Devenir un géant

A l’origine, lancer Verve Records était un moyen pour Granz d’étendre sa franchise JATP. Assez rapidement, les artistes qui apparaissaient à la fois dans la foule et sur scène ont reconnu l’opportunité de faire des disques de studio avec Granz. À la fin des années 1940, Granz avait déjà signé quelques grands noms sur ses labels naissants Clef et Nogran, dont Charlie Parker, Billie Holiday, Dizzy Gillespie, Lester Young, Count Basie et Stan Getz.

Le jamais de Noël de 1955, l’annonce est venue que Granz formait un nouveau label congloméré. Granz s’est empressé de submerger Clef et Norgran Records sous le parapluie de sa nouvelle société mère. Cette fusion géniale a donné à son label embryonnaire une liste de noms et de disques notables. Cet ensemble relativement restreint mais puissant représente aujourd’hui ce que l’on appelle communément l’âge d’or du jazz.

Tant et si bien que George Avakian, le responsable du jazz chez Columbia, et son homologue chez RCA Victor, avaient du mal à suivre. Seul Blue Note Records, qui plus tôt dans l’année avait sorti le premier LP 12″ de Miles Davis, avait l’indépendance d’esprit d’opérer en dehors des grands labels et d’engranger un roster pour rivaliser avec celui de Verve.

Granz ne s’est pas reposé sur ses lauriers, se mettant rapidement au travail en signant de nouveaux artistes avec une plus grande portée dans la proclivité musicale. Ceci, à son tour, a fait basculer de nombreux nouveaux fans vers le jazz, alors que le genre florissant commençait à supplanter les ruelles des plus grandes villes américaines.
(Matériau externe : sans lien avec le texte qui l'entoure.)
use std::collections::HashMap;
use std::sync::Arc;
use std::time::Duration;

use async_trait::async_trait;
use chrono::Utc;
use log::{error, warn};
use parking_lot::Mutex;
use thiserror::Error;
use tokio::sync::mpsc;
use tokio::sync::OnceCell;
use uuid::Uuid;

use crate::models::{parse_port_range, ScanMode, ScanTask, TaskStatus};
use crate::probes::ProbeCatalogue;
use crate::scanner::{self, WorkerKind};
use crate::techniques;

/// Default number of long-lived queue consumer loops
pub const DEFAULT_QUEUE_WORKERS: usize = 5;

const CONNECT_WORKERS: usize = 100;
const SYN_WORKERS: usize = 50;
const UDP_WORKERS: usize = 50;

/// Errors surfaced by task store implementations
#[derive(Error, Debug)]
pub enum StoreError {
    /// The requested task does not exist in the store
    #[error("task not found")]
    TaskNotFound,

    #[error("store backend failure: {0}")]
    Backend(String),
}

/// Persistence boundary for scan tasks.
///
/// Implementations are externally synchronized; each call is atomic from
/// the driver's perspective. `pop_from_queue` blocks until an id becomes
/// available, with no deadline on the driver's side.
#[async_trait]
pub trait TaskStore: Send + Sync {
    async fn create_task(&self, task: &ScanTask) -> Result<(), StoreError>;
    async fn get_task(&self, id: Uuid) -> Result<ScanTask, StoreError>;
    /// Overwrites the stored representation in full
    async fn update_task(&self, task: &ScanTask) -> Result<(), StoreError>;
    async fn push_to_queue(&self, task_id: Uuid) -> Result<(), StoreError>;
    async fn pop_from_queue(&self) -> Result<Uuid, StoreError>;
}

/// In-process `TaskStore` backed by a map and an unbounded queue.
///
/// Stands in for the persistent store in tests and single-process
/// deployments; a production deployment wires the same trait to an external
/// queue.
pub struct MemoryStore {
    tasks: Mutex<HashMap<Uuid, ScanTask>>,
    queue_tx: mpsc::UnboundedSender<Uuid>,
    queue_rx: tokio::sync::Mutex<mpsc::UnboundedReceiver<Uuid>>,
}

impl MemoryStore {
    pub fn new() -> Self {
        let (queue_tx, queue_rx) = mpsc::unbounded_channel();
        Self {
            tasks: Mutex::new(HashMap::new()),
            queue_tx,
            queue_rx: tokio::sync::Mutex::new(queue_rx),
        }
    }
}

impl Default for MemoryStore {
    fn default() -> Self {
        Self::new()
    }
}

#[async_trait]
impl TaskStore for MemoryStore {
    async fn create_task(&self, task: &ScanTask) -> Result<(), StoreError> {
        self.tasks.lock().insert(task.id, task.clone());
        Ok(())
    }

    async fn get_task(&self, id: Uuid) -> Result<ScanTask, StoreError> {
        self.tasks.lock().get(&id).cloned().ok_or(StoreError::TaskNotFound)
    }

    async fn update_task(&self, task: &ScanTask) -> Result<(), StoreError> {
        self.tasks.lock().insert(task.id, task.clone());
        Ok(())
    }

    async fn push_to_queue(&self, task_id: Uuid) -> Result<(), StoreError> {
        self.queue_tx
            .send(task_id)
            .map_err(|e| StoreError::Backend(e.to_string()))
    }

    async fn pop_from_queue(&self) -> Result<Uuid, StoreError> {
        self.queue_rx
            .lock()
            .await
            .recv()
            .await
            .ok_or_else(|| StoreError::Backend("task queue closed".to_string()))
    }
}

/// Memoized initialization state for the privileged scan modes.
///
/// The first `syn`/`udp` task pays the capability check; the outcome is
/// cached for the lifetime of this value (one per process, injected at
/// startup), so every later task of that mode sees the identical result.
#[derive(Default)]
pub struct ScanModes {
    syn_init: OnceCell<Result<(), String>>,
    udp_init: OnceCell<Result<(), String>>,
}

impl ScanModes {
    pub fn new() -> Self {
        Self::default()
    }

    /// Map a task mode to its worker strategy and pool size, running the
    /// mode's one-time init when it has not run yet.
    pub async fn resolve(&self, mode: ScanMode) -> Result<(WorkerKind, usize), String> {
        match mode {
            ScanMode::Connect => Ok((WorkerKind::Connect, CONNECT_WORKERS)),
            ScanMode::Syn => {
                let init = self
                    .syn_init
                    .get_or_init(|| async { techniques::init_syn_scan().map_err(|e| e.to_string()) })
                    .await;
                init.clone().map(|_| (WorkerKind::Syn, SYN_WORKERS))
            }
            ScanMode::Udp => {
                let init = self
                    .udp_init
                    .get_or_init(|| async {
                        techniques::init_udp_scan().await.map_err(|e| e.to_string())
                    })
                    .await;
                init.clone().map(|_| (WorkerKind::Udp, UDP_WORKERS))
            }
        }
    }
}

/// Persist a new task and enqueue it for the worker loops. This is the
/// admission step a front end performs for each accepted scan request.
pub async fn enqueue_task(store: &dyn TaskStore, task: &ScanTask) -> Result<(), StoreError> {
    store.create_task(task).await?;
    store.push_to_queue(task.id).await
}

/// Launch `num_workers` background loops that consume queued tasks until
/// the process exits.
pub fn start_workers(
    store: Arc<dyn TaskStore>,
    catalogue: Arc<ProbeCatalogue>,
    modes: Arc<ScanModes>,
    num_workers: usize,
) {
    for _ in 0..num_workers {
        let store = Arc::clone(&store);
        let catalogue = Arc::clone(&catalogue);
        let modes = Arc::clone(&modes);
        tokio::spawn(async move {
            worker_loop(store, catalogue, modes).await;
        });
    }
}

async fn worker_loop(
    store: Arc<dyn TaskStore>,
    catalogue: Arc<ProbeCatalogue>,
    modes: Arc<ScanModes>,
) {
    loop {
        let task_id = match store.pop_from_queue().await {
            Ok(id) => id,
            Err(e) => {
                error!("worker: failed to pop task: {}", e);
                tokio::time::sleep(Duration::from_secs(1)).await;
                continue;
            }
        };

        let mut task = match store.get_task(task_id).await {
            Ok(task) => task,
            Err(StoreError::TaskNotFound) => {
                warn!("worker: task {} disappeared", task_id);
                continue;
            }
            Err(e) => {
                error!("worker: failed to load task {}: {}", task_id, e);
                continue;
            }
        };

        task.status = TaskStatus::Running;
        task.error.clear();
        task.results.clear();
        task.completed_at = None;
        if let Err(e) = store.update_task(&task).await {
            error!("worker: failed to set task {} running: {}", task_id, e);
            continue;
        }

        let (start_port, end_port) = match parse_port_range(&task.ports) {
            Ok(range) => range,
            Err(e) => {
                fail_task(store.as_ref(), task, &e.to_string()).await;
                continue;
            }
        };

        let (worker, worker_count) = match modes.resolve(task.mode).await {
            Ok(resolved) => resolved,
            Err(e) => {
                fail_task(store.as_ref(), task, &e).await;
                continue;
            }
        };

        let results = scanner::execute_scan(
            &task.hosts,
            start_port,
            end_port,
            worker,
            worker_count,
            Arc::clone(&catalogue),
        )
        .await;

        task.status = TaskStatus::Completed;
        task.results = results;
        task.completed_at = Some(Utc::now());
        if let Err(e) = store.update_task(&task).await {
            error!("worker: failed to update task {}: {}", task.id, e);
        }
    }
}

/// Mark a task failed with the given message and persist the transition
async fn fail_task(store: &dyn TaskStore, mut task: ScanTask, message: &str) {
    warn!("worker: task {} failed: {}", task.id, message);
    task.status = TaskStatus::Failed;
    task.error = message.to_string();
    task.results.clear();
    task.completed_at = Some(Utc::now());
    if let Err(e) = store.update_task(&task).await {
        error!("worker: failed to persist failed task {}: {}", task.id, e);
    }
}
Parmi les enregistrements les plus triomphants de cette première période, on trouve le Great American Songbook d’Ella Fitzgerald, qui commence The Cole Porter Songbook en 1956. Le joyau de la couronne, cependant, fut la clairvoyance d’autoriser un album de duos avec Ella Fitzgerald et Louis Armstrong. Bien qu’il ne s’agisse pas d’un choix évident de partenaires de duo, le résultat est brillant et est considéré comme l’un des albums de chant jazz les plus importants de l’histoire. L’enregistrement de Satchmo avec Oscar Peterson – qui a joué du piano sur les albums susmentionnés – est un autre cas de cueillette de deux géants de la musique, de jumelage et de création de magie en studio.

Peterson, un pianiste canadien, était le deuxième artiste le plus prolifique de Verve Records avec un total de 47 albums. Il était suivi de Stan Getz avec 43 et d’Ella Fitzgerald avec 42. Son travail en tant que leader redoutable d’un trio ou d’un quartet brille véritablement avec des albums comme le Great American Songbook, The Jazz Soul of Oscar Peterson, ou Oscar Peterson At The Concertgebouw.

Dans ses premières années, Clef s’enorgueillissait de deux des meilleurs pianistes de jazz aux côtés de Peterson ; Art Tatum et Bud Powell. Ce trio régna en maître sur les touches jusqu’en 1962, lorsqu’un autre expert des noirs et blancs fit son premier disque pour Verve ; Bill Evans avec Empathy. C’est ce pianiste qui allait enregistrer Kind Of Blue avec Miles Davis en 59, le disque de jazz le plus vénéré de l’histoire, souvent décrit comme « made in heaven ». Evans a enregistré un total de 16 albums avec Verve, exprimant la grande diversité de son timbre sur des albums comme Conversations With Myself et le majestueux Bill Evans With Symphony Orchestra.

C’était l’âge d’or du hard bop, du bebop, et même du jazz en général avec certaines des œuvres les plus importantes musicalement et culturellement de tous les temps qui ont été publiées, beaucoup via Verve. A l’aube des années 60, alors que le rock’n’roll suscitait l’engouement, Verve a dû pivoter pour toucher un nouveau public et rester en tête de la courbe.